* YOUR ASSIGNMENT *
Using the data below, gather each line that includes the word "present".

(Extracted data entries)

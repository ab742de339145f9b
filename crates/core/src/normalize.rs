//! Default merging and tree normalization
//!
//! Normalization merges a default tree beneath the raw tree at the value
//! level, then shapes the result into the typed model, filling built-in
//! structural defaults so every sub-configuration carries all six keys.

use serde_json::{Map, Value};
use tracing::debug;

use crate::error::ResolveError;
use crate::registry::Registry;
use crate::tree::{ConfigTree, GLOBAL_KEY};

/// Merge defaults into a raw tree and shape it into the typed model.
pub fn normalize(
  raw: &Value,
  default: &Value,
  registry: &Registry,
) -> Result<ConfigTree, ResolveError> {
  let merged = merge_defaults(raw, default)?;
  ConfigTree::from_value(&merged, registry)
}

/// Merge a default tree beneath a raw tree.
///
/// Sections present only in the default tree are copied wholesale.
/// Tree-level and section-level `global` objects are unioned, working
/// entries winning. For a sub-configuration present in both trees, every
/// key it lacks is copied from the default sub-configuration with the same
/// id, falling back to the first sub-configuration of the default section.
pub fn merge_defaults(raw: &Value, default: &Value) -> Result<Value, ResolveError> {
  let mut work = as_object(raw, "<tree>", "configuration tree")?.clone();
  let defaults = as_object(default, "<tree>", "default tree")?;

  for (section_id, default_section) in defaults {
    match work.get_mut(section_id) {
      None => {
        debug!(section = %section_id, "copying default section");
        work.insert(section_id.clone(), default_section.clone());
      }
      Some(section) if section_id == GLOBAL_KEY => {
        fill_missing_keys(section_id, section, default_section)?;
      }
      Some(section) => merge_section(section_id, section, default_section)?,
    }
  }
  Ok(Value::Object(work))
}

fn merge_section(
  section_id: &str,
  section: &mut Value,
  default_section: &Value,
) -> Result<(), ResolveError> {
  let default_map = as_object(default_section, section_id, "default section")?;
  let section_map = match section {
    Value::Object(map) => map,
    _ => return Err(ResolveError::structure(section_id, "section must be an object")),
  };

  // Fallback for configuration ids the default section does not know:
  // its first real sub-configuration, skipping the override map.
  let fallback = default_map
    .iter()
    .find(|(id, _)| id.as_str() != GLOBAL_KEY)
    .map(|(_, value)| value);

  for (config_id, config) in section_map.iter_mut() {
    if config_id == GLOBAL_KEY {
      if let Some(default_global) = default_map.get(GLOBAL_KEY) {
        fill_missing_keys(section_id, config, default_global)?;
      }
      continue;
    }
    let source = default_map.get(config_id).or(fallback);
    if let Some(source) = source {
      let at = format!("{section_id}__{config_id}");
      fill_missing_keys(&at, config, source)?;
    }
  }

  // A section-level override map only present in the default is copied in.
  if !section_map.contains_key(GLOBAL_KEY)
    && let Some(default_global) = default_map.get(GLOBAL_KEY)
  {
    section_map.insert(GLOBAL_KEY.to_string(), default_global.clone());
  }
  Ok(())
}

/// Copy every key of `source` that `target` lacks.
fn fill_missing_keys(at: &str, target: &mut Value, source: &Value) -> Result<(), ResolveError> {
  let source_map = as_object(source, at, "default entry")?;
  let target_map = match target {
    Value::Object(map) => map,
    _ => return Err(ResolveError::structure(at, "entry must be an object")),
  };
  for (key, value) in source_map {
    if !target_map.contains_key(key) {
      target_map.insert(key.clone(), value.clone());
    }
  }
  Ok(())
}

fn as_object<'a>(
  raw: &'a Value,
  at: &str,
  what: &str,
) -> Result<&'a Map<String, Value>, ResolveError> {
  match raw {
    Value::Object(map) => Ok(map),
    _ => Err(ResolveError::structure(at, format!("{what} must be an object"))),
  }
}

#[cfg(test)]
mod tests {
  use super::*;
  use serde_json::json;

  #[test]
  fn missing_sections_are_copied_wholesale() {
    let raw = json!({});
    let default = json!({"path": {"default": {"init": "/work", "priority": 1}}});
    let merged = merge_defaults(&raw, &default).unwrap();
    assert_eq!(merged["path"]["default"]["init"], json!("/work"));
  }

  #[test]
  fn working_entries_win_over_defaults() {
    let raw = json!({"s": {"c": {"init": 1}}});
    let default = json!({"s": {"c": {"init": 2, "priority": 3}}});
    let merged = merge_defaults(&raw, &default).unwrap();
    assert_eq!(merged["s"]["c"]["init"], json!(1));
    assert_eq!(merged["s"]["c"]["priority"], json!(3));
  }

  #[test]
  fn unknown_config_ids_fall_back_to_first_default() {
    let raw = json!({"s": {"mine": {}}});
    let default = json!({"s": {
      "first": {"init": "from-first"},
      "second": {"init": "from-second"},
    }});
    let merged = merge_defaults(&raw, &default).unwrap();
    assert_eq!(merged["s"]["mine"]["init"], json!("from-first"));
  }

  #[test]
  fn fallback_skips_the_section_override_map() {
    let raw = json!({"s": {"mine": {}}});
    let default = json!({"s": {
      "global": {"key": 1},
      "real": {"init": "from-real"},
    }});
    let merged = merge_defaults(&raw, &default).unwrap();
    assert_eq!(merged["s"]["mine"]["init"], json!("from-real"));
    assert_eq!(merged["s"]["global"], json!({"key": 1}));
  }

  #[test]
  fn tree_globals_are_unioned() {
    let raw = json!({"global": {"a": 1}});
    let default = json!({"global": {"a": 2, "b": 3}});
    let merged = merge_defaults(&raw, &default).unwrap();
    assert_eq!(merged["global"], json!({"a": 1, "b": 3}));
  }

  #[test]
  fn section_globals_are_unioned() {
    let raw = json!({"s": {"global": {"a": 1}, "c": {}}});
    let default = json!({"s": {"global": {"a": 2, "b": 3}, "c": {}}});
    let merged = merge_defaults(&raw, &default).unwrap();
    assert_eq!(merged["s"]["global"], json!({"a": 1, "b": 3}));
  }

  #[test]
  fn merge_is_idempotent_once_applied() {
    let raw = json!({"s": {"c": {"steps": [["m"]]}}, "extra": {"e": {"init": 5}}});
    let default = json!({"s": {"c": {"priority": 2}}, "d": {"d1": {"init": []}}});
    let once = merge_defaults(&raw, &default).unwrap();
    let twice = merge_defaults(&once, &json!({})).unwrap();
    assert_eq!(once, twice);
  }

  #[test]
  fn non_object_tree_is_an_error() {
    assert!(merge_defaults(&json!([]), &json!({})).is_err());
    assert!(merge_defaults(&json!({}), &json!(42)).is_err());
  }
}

==

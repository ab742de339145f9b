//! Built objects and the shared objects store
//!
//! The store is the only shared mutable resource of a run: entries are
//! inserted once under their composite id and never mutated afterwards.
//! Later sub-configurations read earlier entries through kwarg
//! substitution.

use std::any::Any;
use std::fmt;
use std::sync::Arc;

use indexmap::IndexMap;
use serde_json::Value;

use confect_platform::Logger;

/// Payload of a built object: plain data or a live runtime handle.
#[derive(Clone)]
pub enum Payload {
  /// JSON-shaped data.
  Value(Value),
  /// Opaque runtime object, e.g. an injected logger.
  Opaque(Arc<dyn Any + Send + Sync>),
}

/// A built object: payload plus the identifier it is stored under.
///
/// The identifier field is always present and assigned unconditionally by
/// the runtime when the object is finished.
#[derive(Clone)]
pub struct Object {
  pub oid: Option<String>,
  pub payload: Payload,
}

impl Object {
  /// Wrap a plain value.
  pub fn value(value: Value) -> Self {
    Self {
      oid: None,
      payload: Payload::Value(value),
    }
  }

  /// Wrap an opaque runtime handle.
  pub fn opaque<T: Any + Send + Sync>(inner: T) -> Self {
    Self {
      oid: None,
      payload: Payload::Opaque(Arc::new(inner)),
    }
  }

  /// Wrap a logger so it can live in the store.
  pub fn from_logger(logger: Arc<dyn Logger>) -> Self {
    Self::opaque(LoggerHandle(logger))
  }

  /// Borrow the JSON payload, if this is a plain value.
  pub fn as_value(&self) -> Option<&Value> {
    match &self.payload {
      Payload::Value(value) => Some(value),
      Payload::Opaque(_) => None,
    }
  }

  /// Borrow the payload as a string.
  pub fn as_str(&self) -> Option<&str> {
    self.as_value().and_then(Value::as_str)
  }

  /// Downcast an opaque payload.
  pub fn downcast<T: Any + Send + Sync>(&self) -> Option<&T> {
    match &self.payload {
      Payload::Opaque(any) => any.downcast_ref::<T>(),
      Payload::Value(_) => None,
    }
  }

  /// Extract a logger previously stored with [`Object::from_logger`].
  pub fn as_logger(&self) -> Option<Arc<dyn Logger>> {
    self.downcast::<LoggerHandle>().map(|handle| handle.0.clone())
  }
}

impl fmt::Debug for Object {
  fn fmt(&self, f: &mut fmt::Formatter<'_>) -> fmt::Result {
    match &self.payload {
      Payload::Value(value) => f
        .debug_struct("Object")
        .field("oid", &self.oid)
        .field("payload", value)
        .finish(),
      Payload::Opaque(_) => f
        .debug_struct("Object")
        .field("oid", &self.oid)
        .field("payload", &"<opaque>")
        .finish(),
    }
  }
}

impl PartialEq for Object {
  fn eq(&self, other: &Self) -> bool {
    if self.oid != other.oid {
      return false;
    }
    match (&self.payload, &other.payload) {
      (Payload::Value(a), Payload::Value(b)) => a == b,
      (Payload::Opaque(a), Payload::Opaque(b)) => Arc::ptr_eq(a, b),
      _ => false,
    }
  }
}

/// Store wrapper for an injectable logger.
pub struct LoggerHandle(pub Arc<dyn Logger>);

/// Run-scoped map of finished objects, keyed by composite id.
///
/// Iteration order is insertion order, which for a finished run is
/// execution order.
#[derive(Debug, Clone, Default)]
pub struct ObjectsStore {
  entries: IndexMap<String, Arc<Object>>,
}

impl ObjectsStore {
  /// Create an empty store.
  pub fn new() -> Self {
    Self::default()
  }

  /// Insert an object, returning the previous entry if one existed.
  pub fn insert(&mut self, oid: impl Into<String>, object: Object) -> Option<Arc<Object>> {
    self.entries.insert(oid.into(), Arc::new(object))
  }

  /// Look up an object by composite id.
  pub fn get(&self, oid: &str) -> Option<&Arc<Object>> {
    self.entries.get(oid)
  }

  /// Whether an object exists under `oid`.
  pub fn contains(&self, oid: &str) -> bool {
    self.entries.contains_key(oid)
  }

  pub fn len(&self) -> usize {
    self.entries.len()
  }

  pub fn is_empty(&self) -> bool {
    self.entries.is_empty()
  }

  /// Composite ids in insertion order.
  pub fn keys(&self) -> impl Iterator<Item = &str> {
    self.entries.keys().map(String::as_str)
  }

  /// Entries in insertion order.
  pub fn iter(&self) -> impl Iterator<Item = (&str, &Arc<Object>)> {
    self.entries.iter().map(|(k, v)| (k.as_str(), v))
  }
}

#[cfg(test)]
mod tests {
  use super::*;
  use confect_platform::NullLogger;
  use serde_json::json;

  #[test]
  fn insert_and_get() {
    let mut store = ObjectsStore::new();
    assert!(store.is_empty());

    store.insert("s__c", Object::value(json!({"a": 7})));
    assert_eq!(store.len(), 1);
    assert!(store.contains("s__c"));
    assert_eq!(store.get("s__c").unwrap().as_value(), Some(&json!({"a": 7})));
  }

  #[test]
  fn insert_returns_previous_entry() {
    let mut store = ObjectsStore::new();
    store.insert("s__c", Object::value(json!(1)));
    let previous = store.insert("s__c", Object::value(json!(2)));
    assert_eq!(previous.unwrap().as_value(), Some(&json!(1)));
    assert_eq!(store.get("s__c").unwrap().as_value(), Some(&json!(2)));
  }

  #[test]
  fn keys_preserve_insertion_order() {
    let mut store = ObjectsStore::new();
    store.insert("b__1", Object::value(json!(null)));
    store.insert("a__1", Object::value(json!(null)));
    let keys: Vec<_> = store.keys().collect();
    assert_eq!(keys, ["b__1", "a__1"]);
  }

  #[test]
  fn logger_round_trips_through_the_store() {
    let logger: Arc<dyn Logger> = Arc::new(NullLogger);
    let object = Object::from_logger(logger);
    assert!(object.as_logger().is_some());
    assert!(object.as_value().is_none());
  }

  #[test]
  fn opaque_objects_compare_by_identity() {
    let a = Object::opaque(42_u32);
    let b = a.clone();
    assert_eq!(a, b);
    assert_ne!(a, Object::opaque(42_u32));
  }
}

* EXERCISE SOLUTION *
/// Sections present only in the default tree are copied wholesale.
/// entries winning. For a sub-configuration present in both trees, every
  // A section-level override map only present in the default is copied in.
/// The identifier field is always present and assigned unconditionally by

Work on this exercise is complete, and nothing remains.